JUNIATA, Pa. – He’s never heard the sounds of Friday night football.
Juniata High School head coach Gary Klingensmith has been legally deaf for almost 70 years. The longtime coach started to lose his hearing when he was just 5 years old, after developing a high fever from a case of measles and mumps.
“I think it was something that got gradually worse as the years went by,” said Klingensmith. “For a while there, I was hard of hearing a little bit, and it kept getting worse and worse. By the time I was in the upper grades in elementary school, it was pretty bad.”
But even that couldn’t keep him away from football.
A running back in college, he played for Penn State in the early 1960's. And the Nittany Lions treated him just like everybody else.
"When I went to Penn State, I was told they won't hold back for me," Klingensmith remembered. "You have to make it on their terms, I couldn't have anything special, and I was glad. But there were lots of line calls and adjustments you had to make on the move, and it's just something I had to work out myself."
After Penn State, Klingensmith went into coaching, His career now spans over 50 years, with 49 of them at Juniata.
Over the years, he's gotten really good at lipreading. And the players on his team, like senior tight end Ben Lauver, have learned to adjust.
"It wasn't too bad," said Lauver. "We all know him, we've all talked to him before. It's just mouthing our words really clearly so he can hear us and understand us."
Then things took a turn for the worse last December, when Klingensmith needed heart surgery. After that, his hearing deteriorated even more.
The decline was also taking a toll on his wife Linda. "It was getting to the point where he couldn't understand anything," she said. "It was isolating him because he didn't want to go anywhere and do anything."
Finally in July, he decided to get a cochlear implant.
Linda recorded the moment they turned the device on for the very first time, calling it "one of the happiest days in our family's lives."
Klingensmith compares part of the implant to "a refrigerator magnet" that sticks on his head.
The medical technology works by going around the damaged part of the ear and stimulating the nerve that sends sound signals to the brain.
Gary's doctors say it usually takes 6 months to a year to get the full benefit of a cochlear implant. But even after just the first week, the results have been phenomenal.
"It's amazing how much I can hear," said Klingensmith. "I have to identify a lot of sounds, some sounds I don't know what they are. I thought I heard crickets here at practice, but it was just the keys jangling in my pocket."

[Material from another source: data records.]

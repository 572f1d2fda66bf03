//! CLI argument parsing for the pipeline.
use clap::{Args, Parser, Subcommand};
use std::path::PathBuf;

/// Root CLI entrypoint.
#[derive(Parser, Debug)]
#[command(
    name = "scatalog",
    version,
    about = "Resumable stage pipeline over a photo catalog",
    after_help = "Examples:\n  scatalog init\n  scatalog check-config\n  scatalog run --stages ingest,checksum --yes\n  scatalog run --match '2024/.*\\.heic$' --limit 10 --yes\n  scatalog status --json\n  scatalog stop\n  scatalog snapshot --label before-cleanup\n  scatalog restore",
    subcommand_required = true,
    arg_required_else_help = true
)]
pub struct RootArgs {
    /// Pipeline config (default: $STAGE_CATALOG_CONFIG or ./pipeline.json)
    #[arg(long, global = true, value_name = "PATH")]
    pub config: Option<PathBuf>,

    /// Log at debug level (RUST_LOG overrides)
    #[arg(long, short, global = true)]
    pub verbose: bool,

    #[command(subcommand)]
    pub command: Command,
}

#[derive(Subcommand, Debug)]
pub enum Command {
    Init(InitArgs),
    Run(RunArgs),
    Status(StatusArgs),
    Show(ShowArgs),
    Snapshot(SnapshotArgs),
    Snapshots(SnapshotsArgs),
    Restore(RestoreArgs),
    CheckConfig(CheckConfigArgs),
    /// Ask a running pipeline to stop after its current entry
    Stop,
    /// Clear the stop marker so runs can proceed
    Resume,
}

#[derive(Args, Debug)]
#[command(about = "Write a starter pipeline config")]
pub struct InitArgs {
    /// Overwrite an existing config
    #[arg(long)]
    pub force: bool,
}

#[derive(Args, Debug, Default)]
#[command(about = "Run stages over the catalog, resuming where the last run stopped")]
pub struct RunArgs {
    /// Stages to run, in any order (default: all declared stages)
    #[arg(long, value_delimiter = ',', value_name = "STAGE")]
    pub stages: Vec<String>,

    /// Skip the confirmation prompt
    #[arg(long, short)]
    pub yes: bool,

    /// Only entries whose key contains this text
    #[arg(long, value_name = "TEXT")]
    pub path_contains: Option<String>,

    /// Only entries whose key matches this regex
    #[arg(long = "match", value_name = "REGEX")]
    pub pattern: Option<String>,

    /// Process at most N entries per stage
    #[arg(long, value_name = "N")]
    pub limit: Option<usize>,

    /// Snapshot, then empty the archive targets before any stage runs
    #[arg(long)]
    pub archive_reset: bool,

    /// Also delete the catalog during --archive-reset
    #[arg(long, requires = "archive_reset")]
    pub reset_catalog: bool,

    /// Re-run entries that already completed a stage
    #[arg(long)]
    pub force: bool,

    /// Print the run report as JSON
    #[arg(long)]
    pub json: bool,
}

#[derive(Args, Debug)]
#[command(about = "Summarize per-stage progress and the next stage to run")]
pub struct StatusArgs {
    /// Emit machine-readable JSON output
    #[arg(long)]
    pub json: bool,
}

#[derive(Args, Debug)]
#[command(about = "Print one catalog entry")]
pub struct ShowArgs {
    /// Entry key (absolute file path)
    pub key: String,
}

#[derive(Args, Debug)]
#[command(about = "Archive the catalog and targets without resetting anything")]
pub struct SnapshotArgs {
    #[arg(long, default_value = "manual")]
    pub label: String,
}

#[derive(Args, Debug)]
#[command(about = "List snapshots, newest first")]
pub struct SnapshotsArgs {
    #[arg(long)]
    pub json: bool,
}

#[derive(Args, Debug)]
#[command(about = "Restore the catalog from a snapshot (default: the newest)")]
pub struct RestoreArgs {
    #[arg(long, value_name = "PATH")]
    pub snapshot: Option<PathBuf>,
}

#[derive(Args, Debug)]
#[command(about = "Validate the config, resolve paths and create missing directories")]
pub struct CheckConfigArgs {
    /// Also check that these stages exist
    #[arg(long, value_delimiter = ',', value_name = "STAGE")]
    pub stages: Vec<String>,
}
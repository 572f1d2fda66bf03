//! Discovery stage: finds new photos under the input directory.
use crate::stage::{Patch, StageBody, StageContext, StageFailure};
use chrono::{DateTime, SecondsFormat, Utc};
use serde_json::json;
use std::fs;
use std::io;
use std::path::{Path, PathBuf};

pub const DEFAULT_EXTENSIONS: &[&str] = &["jpg", "jpeg", "png", "heic", "tif", "tiff", "webp"];

#[derive(Debug, Clone)]
pub struct IngestBody {
    input_dir: PathBuf,
    extensions: Vec<String>,
}

impl IngestBody {
    pub fn new(input_dir: PathBuf, extensions: &[String]) -> Self {
        let extensions = if extensions.is_empty() {
            DEFAULT_EXTENSIONS.iter().map(|ext| ext.to_string()).collect()
        } else {
            extensions
                .iter()
                .map(|ext| ext.trim_start_matches('.').to_ascii_lowercase())
                .collect()
        };
        Self {
            input_dir,
            extensions,
        }
    }

    fn wanted(&self, path: &Path) -> bool {
        path.extension()
            .and_then(|ext| ext.to_str())
            .is_some_and(|ext| {
                let ext = ext.to_ascii_lowercase();
                self.extensions.iter().any(|wanted| wanted == &ext)
            })
    }
}

impl StageBody for IngestBody {
    fn preflight(&mut self) -> Result<(), StageFailure> {
        if !self.input_dir.is_dir() {
            return Err(StageFailure::fatal(format!(
                "input directory {} does not exist",
                self.input_dir.display()
            )));
        }
        Ok(())
    }

    fn discover(&mut self) -> Result<Vec<String>, StageFailure> {
        let files = collect_files_recursive(&self.input_dir).map_err(|err| {
            StageFailure::recoverable(format!("scan {}: {err}", self.input_dir.display()))
        })?;
        Ok(files
            .into_iter()
            .filter(|path| self.wanted(path))
            .map(|path| path.display().to_string())
            .collect())
    }

    fn process(&mut self, ctx: &StageContext<'_>) -> Result<Patch, StageFailure> {
        let path = Path::new(ctx.key);
        let meta = fs::metadata(path)
            .map_err(|err| StageFailure::recoverable(format!("stat {}: {err}", ctx.key)))?;
        let modified_at = meta
            .modified()
            .ok()
            .map(|time| DateTime::<Utc>::from(time).to_rfc3339_opts(SecondsFormat::Secs, true));
        Ok(Patch::section(
            "file",
            json!({
                "file_name": path.file_name().map(|n| n.to_string_lossy().into_owned()),
                "stem": path.file_stem().map(|n| n.to_string_lossy().into_owned()),
                "extension": path.extension().map(|n| n.to_string_lossy().to_ascii_lowercase()),
                "size_bytes": meta.len(),
                "modified_at": modified_at,
            }),
        ))
    }
}

/// All regular files below `root`, sorted, skipping dot-files and dot-dirs.
pub fn collect_files_recursive(root: &Path) -> io::Result<Vec<PathBuf>> {
    let mut files = Vec::new();
    if !root.exists() {
        return Ok(files);
    }
    for entry in fs::read_dir(root)? {
        let entry = entry?;
        if entry.file_name().to_string_lossy().starts_with('.') {
            continue;
        }
        let path = entry.path();
        if path.is_dir() {
            files.extend(collect_files_recursive(&path)?);
        } else if path.is_file() {
            files.push(path);
        }
    }
    files.sort();
    Ok(files)
}

#[cfg(test)]
mod tests {
    use super::*;
    use crate::catalog::Catalog;

    #[test]
    fn discovers_matching_extensions_recursively() {
        let dir = tempfile::tempdir().expect("temp dir");
        let album = dir.path().join("album");
        fs::create_dir_all(album.join("nested")).expect("create dirs");
        fs::write(album.join("a.JPG"), b"a").expect("write");
        fs::write(album.join("nested").join("b.heic"), b"b").expect("write");
        fs::write(album.join("notes.txt"), b"n").expect("write");
        fs::write(album.join(".hidden.jpg"), b"h").expect("write");

        let mut body = IngestBody::new(album.clone(), &[]);
        body.preflight().expect("preflight");
        let found = body.discover().expect("discover");
        assert_eq!(
            found,
            vec![
                album.join("a.JPG").display().to_string(),
                album.join("nested").join("b.heic").display().to_string(),
            ]
        );
    }

    #[test]
    fn missing_input_dir_is_fatal() {
        let dir = tempfile::tempdir().expect("temp dir");
        let mut body = IngestBody::new(dir.path().join("absent"), &["jpg".to_string()]);
        assert!(body.preflight().expect_err("missing dir").is_fatal());
    }

    #[test]
    fn process_records_file_section_and_vanished_files_are_recoverable() {
        let dir = tempfile::tempdir().expect("temp dir");
        let photo = dir.path().join("lake.jpeg");
        fs::write(&photo, b"12345").expect("write");
        let key = photo.display().to_string();

        let mut catalog = Catalog::empty(dir.path().join("master.json"));
        catalog.insert_key(&key).expect("insert");
        let mut body = IngestBody::new(dir.path().to_path_buf(), &[]);
        let ctx = StageContext {
            stage: "ingest",
            key: &key,
            entry: catalog.get(&key).expect("entry"),
        };
        let patch = body.process(&ctx).expect("process");
        let (section, value) = patch.iter().next().expect("one section");
        assert_eq!(section, "file");
        assert_eq!(value["file_name"], "lake.jpeg");
        assert_eq!(value["stem"], "lake");
        assert_eq!(value["size_bytes"], 5);

        fs::remove_file(&photo).expect("remove");
        let err = body.process(&ctx).expect_err("vanished file");
        assert!(!err.is_fatal());
    }
}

Skeptical at first, his daughter Kim Hart was worried that the implant would be a letdown for her father. But she gets emotional when describing the first night she talked to him after the procedure.
"When he said he could hear my mom's actual voice and my actual voice, I couldn't believe it," marveled Hart. "I waited for him to come home from football practice that night, and we were all sitting in the kitchen. He told my mom to turn down the TV, but the TV wasn't on. He was chewing like crazy because he was starving after football, and he could hear himself chewing!"
As far as football noises, the coach has no trouble with the sounds at practice. But some of his friends were concerned that he might be overwhelmed by all of the sounds at a game.
"Knowing that he can hear all these things now, with the band, with the fans, all the commotion going on around us, I didn't know how he'd respond to that," admitted Juniata defensive coordinator Kurt Condo. "But apparently he can adjust it and focus on what he needs to hear, and he won't be distracted by those things."
When you've been coaching as long as Klingensmith has, the topic of retirement often comes up. But this 74-year-old has no intention of slowing down.
"Things are getting better for me, you know," said Klingensmith. "I had a heart bypass operation 7 months ago, I've had 2 artificial hips, an artificial knee, back surgery, now I got this ear fixed ... I got everything fixed, so I'm good to go. I'm like the bionic man!"
He doesn't like all this attention, but hopes that by sharing his story, he might inspire others with a similar condition to get the implant that has made such a huge difference in his life.
"It's a miracle," Klingensmith declared. "I think now if some people see me, they can be encouraged to get one."
Juniata's season starts on Friday, August 25th.